• Records supplied:

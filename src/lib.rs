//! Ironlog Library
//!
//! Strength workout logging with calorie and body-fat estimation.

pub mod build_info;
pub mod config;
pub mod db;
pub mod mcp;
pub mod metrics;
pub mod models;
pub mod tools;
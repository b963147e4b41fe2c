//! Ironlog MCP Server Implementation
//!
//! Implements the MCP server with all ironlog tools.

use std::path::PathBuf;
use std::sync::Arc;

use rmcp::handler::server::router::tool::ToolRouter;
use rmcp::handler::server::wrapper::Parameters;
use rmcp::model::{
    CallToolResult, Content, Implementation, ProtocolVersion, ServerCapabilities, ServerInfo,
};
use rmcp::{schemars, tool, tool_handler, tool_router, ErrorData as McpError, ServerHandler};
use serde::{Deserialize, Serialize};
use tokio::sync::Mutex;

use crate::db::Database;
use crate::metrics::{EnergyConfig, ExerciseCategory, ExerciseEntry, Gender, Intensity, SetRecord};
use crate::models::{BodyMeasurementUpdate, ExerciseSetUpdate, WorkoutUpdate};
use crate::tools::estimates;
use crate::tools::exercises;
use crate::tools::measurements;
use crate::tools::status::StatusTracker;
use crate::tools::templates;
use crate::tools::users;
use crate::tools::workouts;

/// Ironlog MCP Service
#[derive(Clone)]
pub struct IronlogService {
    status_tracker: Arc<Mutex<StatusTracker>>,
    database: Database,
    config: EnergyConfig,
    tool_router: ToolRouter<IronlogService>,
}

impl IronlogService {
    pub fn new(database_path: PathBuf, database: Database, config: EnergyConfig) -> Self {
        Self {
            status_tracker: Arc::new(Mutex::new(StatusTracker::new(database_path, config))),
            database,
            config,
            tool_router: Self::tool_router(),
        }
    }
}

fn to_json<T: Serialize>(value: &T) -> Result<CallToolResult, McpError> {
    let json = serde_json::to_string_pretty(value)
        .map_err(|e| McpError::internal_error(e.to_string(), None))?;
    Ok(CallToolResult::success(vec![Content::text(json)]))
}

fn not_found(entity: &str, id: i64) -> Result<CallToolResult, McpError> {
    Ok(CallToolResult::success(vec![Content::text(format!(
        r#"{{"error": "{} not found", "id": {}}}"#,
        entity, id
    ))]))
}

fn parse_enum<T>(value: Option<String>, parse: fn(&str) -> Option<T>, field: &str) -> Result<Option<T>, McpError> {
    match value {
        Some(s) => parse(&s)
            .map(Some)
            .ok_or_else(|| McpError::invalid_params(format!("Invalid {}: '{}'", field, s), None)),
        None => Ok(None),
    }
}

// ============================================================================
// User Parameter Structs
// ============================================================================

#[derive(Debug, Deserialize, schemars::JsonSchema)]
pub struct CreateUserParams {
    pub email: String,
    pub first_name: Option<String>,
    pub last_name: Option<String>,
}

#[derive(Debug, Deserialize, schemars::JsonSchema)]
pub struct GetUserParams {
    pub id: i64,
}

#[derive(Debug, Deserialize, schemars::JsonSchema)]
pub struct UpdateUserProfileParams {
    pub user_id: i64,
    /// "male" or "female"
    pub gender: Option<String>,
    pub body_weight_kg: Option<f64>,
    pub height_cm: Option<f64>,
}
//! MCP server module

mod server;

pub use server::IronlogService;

• Assigned task: Compute how many lines of the records above hold the string "None". Give the number with no other output.

• Output of the exercise: 3